Auswirkungen für die Praxis Durch die Entscheidung des OLG werden zugezogene Inhaber von ausländischen Unternehmensanteilen zur – gemäß § 379 Abs. 2 Nr. 1 AO bußgeldbewehrten – zeitlich unbegrenzten Offenlegung von „sämtlichen zuvor erworbenen ausländischen Gesellschaften“ verpflichtet (OLG Hamburg, Beschl. v. 26.11.2024 - 2 ORbs 38/24 Rn. 3, 5). Sollte sich diese extensive Auslegung durchsetzen, führt sie zu einer erheblichen Ausweitung des Bußgeldrisikos für ausländische Unternehmer und Investoren, die sich in Deutschland niederlassen wollen.
- E.
Weitere Themenschwerpunkte der Entscheidung Die festgesetzte Bußgeldhöhe von 30.000 Euro bei einem Höchstmaß von 25.000 Euro gemäß § 379 Abs. 7 AO (bzw. 12.500 Euro wg. § 17 Abs. OWiG) für eine leichtfertige Steuergefährdung (in Form der Unterlassungseinheit) ist in der Herleitung undurchsichtig und im Ergebnis fragwürdig (vgl. Ebner, ZWH 2025, 100, 101). Zudem erscheint fragwürdig, ob einerseits der Leichtfertigkeitsvorwurf begründet ist oder nicht auch ein unvermeidbarer Verbotsirrtum vorlag, vgl. § 11 Abs. 2 OWiG. Das OLG weist darauf hin, dass es einer im internationalen Finanzhandel tätigen, jüngst zugezogenen Person obliegt, sich über einschlägige steuerliche Mitteilungspflichten zu informieren (OLG Hamburg, Beschl. v. 26.11.2024 - 2 ORbs 38/24 Rn. 7).

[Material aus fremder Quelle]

//! JWT-based authentication extractor for Axum handlers.

use axum::extract::FromRequestParts;
use axum::http::request::Parts;
use unsub_core::error::CoreError;
use unsub_core::types::DbId;

use crate::auth::jwt::validate_token;
use crate::error::AppError;
use crate::state::AppState;

/// Authenticated user extracted from a JWT Bearer token in the `Authorization` header.
///
/// ```ignore
/// async fn my_handler(user: AuthUser) -> AppResult<Json<()>> {
///     tracing::info!(user_id = user.user_id, "handling request");
///     Ok(Json(()))
/// }
/// ```
#[derive(Debug, Clone)]
pub struct AuthUser {
    /// The user's id (from `claims.sub`).
    pub user_id: DbId,
}

impl FromRequestParts<AppState> for AuthUser {
    type Rejection = AppError;

    async fn from_request_parts(
        parts: &mut Parts,
        state: &AppState,
    ) -> Result<Self, Self::Rejection> {
        let auth_header = parts
            .headers
            .get("authorization")
            .and_then(|v| v.to_str().ok())
            .ok_or_else(|| {
                AppError::Core(CoreError::Unauthorized(
                    "Missing Authorization header".into(),
                ))
            })?;

        let token = auth_header.strip_prefix("Bearer ").ok_or_else(|| {
            AppError::Core(CoreError::Unauthorized(
                "Invalid Authorization format. Expected: Bearer <token>".into(),
            ))
        })?;

        let claims = validate_token(token, &state.config.jwt).map_err(|_| {
            AppError::Core(CoreError::Unauthorized("Invalid or expired token".into()))
        })?;

        Ok(AuthUser {
            user_id: claims.sub,
        })
    }
}
//! Manual fallback: no remote effect, only instructions for the user.

use async_trait::async_trait;
use unsub_core::cancellation::CancellationMethod;

use super::{AttemptContext, CancellationExecutor, ExecutorError, ExecutorSuccess};
use crate::catalog::Subscription;

#[derive(Debug, Default, Clone, Copy)]
pub struct ManualExecutor;

impl ManualExecutor {
    pub fn instructions(subscription: &Subscription) -> String {
        let mut steps = vec![format!(
            "Cancel {} yourself to finish this request.",
            subscription.display_name
        )];
        match &subscription.cancel_url {
            Some(url) => steps.push(format!("1. Sign in and open {url}.")),
            None => steps.push(format!(
                "1. Sign in to your {} account settings.",
                subscription.provider
            )),
        }
        steps.push("2. Choose the option to cancel or turn off auto-renewal.".to_string());
        steps.push("3. Keep the confirmation email or number.".to_string());
        if let Some(contact) = &subscription.support_contact {
            steps.push(format!("If the option is missing, contact {contact}."));
        }
        steps.join("\n")
    }
}

#[async_trait]
impl CancellationExecutor for ManualExecutor {
    fn method(&self) -> CancellationMethod {
        CancellationMethod::Manual
    }

    async fn execute(
        &self,
        subscription: &Subscription,
        _ctx: &AttemptContext,
    ) -> Result<ExecutorSuccess, ExecutorError> {
        Ok(ExecutorSuccess::ActionRequired {
            instructions: Self::instructions(subscription),
        })
    }
}

#[cfg(test)]
mod tests {
    use super::*;

    #[tokio::test]
    async fn produces_instructions_with_url_and_contact() {
        let subscription = Subscription {
            id: "sub-9".to_string(),
            provider: "paper".to_string(),
            display_name: "Daily Paper".to_string(),
            external_ref: "dp-9".to_string(),
            methods: vec![CancellationMethod::Manual],
            cancel_url: Some("https://paper.test/account".to_string()),
            support_contact: Some("help@paper.test".to_string()),
        };
        let ctx = AttemptContext {
            request_id: 3,
            user_id: 1,
            attempt: 1,
        };

        let ExecutorSuccess::ActionRequired { instructions } =
            ManualExecutor.execute(&subscription, &ctx).await.unwrap()
        else {
            panic!("expected action required");
        };

        assert!(instructions.starts_with("Cancel Daily Paper yourself"));
        assert!(instructions.contains("https://paper.test/account"));
        assert!(instructions.contains("help@paper.test"));
    }
}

Zum Vorliegen eines Irrtums bzw. der Vermeidbarkeit des Irrtums führt die unterbliebene Einholung von Rechtsberatung aber dann nicht, wenn es dem Betroffenen nicht möglich gewesen ist, dadurch Unrechtseinsicht zu gewinnen (Valerius in: BeckOK OWiG, 45. Ed., Stand: 01.01.2025, § 11 Rn. 43, zu § 17 StGB vgl. BGH, Urt. v. 07.04.2016 - 5 StR 332/15). Aufgrund der Formulierung des BMF-Schreibens vom 26.04.2022 und der in der Literatur vertretenen Auffassung, es bestehe in den Fällen des Zuzugs keine Meldepflicht, überzeugt auch dieses Ergebnis des OLG nicht.